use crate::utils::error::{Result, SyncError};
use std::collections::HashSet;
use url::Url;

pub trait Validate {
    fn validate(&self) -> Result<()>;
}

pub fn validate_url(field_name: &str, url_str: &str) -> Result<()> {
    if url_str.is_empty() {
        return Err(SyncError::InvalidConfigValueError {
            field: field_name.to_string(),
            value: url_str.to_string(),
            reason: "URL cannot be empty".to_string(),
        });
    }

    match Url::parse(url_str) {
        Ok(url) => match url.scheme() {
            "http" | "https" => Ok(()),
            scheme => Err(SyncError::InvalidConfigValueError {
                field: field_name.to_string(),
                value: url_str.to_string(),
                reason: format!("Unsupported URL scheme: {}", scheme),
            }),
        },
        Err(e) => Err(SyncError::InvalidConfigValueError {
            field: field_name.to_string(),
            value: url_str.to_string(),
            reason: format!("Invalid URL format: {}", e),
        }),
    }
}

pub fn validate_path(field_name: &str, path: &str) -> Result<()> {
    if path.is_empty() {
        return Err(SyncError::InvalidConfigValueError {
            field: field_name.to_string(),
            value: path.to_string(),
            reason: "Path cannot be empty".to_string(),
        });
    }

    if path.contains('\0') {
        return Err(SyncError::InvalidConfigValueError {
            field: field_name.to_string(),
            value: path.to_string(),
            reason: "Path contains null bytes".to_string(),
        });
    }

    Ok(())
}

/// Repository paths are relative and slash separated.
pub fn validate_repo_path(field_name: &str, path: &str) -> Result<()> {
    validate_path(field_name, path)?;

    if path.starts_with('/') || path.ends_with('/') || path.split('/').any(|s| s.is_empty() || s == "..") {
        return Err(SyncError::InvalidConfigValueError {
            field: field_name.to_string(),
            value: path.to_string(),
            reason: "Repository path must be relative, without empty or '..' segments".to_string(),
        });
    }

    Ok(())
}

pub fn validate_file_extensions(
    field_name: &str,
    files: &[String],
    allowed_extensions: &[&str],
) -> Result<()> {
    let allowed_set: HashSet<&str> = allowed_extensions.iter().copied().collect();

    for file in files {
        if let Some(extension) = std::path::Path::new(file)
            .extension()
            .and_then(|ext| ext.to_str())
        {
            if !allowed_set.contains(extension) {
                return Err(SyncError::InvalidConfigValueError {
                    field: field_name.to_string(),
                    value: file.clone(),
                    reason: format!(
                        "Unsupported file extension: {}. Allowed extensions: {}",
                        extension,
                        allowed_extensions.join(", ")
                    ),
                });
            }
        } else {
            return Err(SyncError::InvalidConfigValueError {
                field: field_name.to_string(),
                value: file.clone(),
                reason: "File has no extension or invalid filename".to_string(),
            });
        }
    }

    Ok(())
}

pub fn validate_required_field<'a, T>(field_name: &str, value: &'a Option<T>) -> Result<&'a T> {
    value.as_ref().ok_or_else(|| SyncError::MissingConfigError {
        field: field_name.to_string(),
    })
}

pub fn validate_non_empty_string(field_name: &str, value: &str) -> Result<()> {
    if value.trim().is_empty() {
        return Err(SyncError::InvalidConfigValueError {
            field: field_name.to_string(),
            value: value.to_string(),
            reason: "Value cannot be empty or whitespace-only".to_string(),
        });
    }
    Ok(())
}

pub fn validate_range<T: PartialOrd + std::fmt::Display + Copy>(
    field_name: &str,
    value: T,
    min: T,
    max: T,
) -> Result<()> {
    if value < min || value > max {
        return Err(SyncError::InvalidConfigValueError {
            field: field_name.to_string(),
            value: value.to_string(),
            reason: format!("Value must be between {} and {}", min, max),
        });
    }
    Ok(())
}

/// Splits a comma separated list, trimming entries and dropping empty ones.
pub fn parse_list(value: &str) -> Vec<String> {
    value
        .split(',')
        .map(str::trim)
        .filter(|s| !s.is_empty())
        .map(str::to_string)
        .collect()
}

- - - - - - -

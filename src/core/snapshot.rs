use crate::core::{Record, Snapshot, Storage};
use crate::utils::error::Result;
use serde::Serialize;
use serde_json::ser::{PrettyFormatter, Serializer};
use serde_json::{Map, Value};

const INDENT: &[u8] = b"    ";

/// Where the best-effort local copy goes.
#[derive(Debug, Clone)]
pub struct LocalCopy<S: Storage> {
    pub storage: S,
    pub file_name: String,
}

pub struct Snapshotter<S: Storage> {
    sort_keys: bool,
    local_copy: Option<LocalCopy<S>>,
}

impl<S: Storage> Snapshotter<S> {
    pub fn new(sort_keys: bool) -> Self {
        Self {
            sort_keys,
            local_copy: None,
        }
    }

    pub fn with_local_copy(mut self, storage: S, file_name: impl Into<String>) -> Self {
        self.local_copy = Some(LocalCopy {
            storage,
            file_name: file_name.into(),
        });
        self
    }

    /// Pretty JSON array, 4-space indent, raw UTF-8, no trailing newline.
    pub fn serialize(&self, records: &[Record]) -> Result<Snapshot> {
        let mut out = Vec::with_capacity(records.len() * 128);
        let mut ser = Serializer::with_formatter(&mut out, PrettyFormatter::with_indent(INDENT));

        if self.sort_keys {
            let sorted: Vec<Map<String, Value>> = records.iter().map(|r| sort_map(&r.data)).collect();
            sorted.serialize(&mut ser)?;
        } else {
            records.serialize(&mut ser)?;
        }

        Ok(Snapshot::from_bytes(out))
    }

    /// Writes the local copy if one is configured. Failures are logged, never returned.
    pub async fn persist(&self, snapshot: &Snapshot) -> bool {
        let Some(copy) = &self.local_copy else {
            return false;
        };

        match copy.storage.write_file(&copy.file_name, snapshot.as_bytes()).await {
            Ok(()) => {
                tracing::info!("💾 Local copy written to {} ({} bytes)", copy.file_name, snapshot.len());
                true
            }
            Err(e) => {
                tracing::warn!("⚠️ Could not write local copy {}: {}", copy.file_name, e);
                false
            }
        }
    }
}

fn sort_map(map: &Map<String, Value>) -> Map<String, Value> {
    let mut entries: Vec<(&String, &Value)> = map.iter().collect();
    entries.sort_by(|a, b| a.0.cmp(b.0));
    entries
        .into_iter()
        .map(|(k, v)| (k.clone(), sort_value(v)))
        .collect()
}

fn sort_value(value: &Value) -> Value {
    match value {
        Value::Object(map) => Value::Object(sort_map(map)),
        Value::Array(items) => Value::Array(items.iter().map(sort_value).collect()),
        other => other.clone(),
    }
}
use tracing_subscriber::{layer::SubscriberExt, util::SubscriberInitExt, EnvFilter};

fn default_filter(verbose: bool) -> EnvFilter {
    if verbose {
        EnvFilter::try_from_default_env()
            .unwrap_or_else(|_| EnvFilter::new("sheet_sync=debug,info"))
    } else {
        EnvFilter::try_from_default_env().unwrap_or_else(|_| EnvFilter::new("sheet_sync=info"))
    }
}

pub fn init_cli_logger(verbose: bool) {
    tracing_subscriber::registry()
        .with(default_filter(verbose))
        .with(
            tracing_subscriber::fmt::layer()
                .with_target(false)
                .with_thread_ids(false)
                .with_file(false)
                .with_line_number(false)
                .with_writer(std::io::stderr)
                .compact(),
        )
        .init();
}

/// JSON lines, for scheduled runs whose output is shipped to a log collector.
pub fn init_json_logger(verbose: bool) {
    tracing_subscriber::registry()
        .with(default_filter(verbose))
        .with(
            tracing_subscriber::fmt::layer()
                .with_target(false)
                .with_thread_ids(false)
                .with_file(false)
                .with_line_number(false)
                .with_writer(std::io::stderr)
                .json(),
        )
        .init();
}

- - - - - - -

_WHAT YOU ARE ASKED TO DO_:
In how many lines of the listing does the word "verbose" appear? Give the number and no other words.

_ANSWER_:
6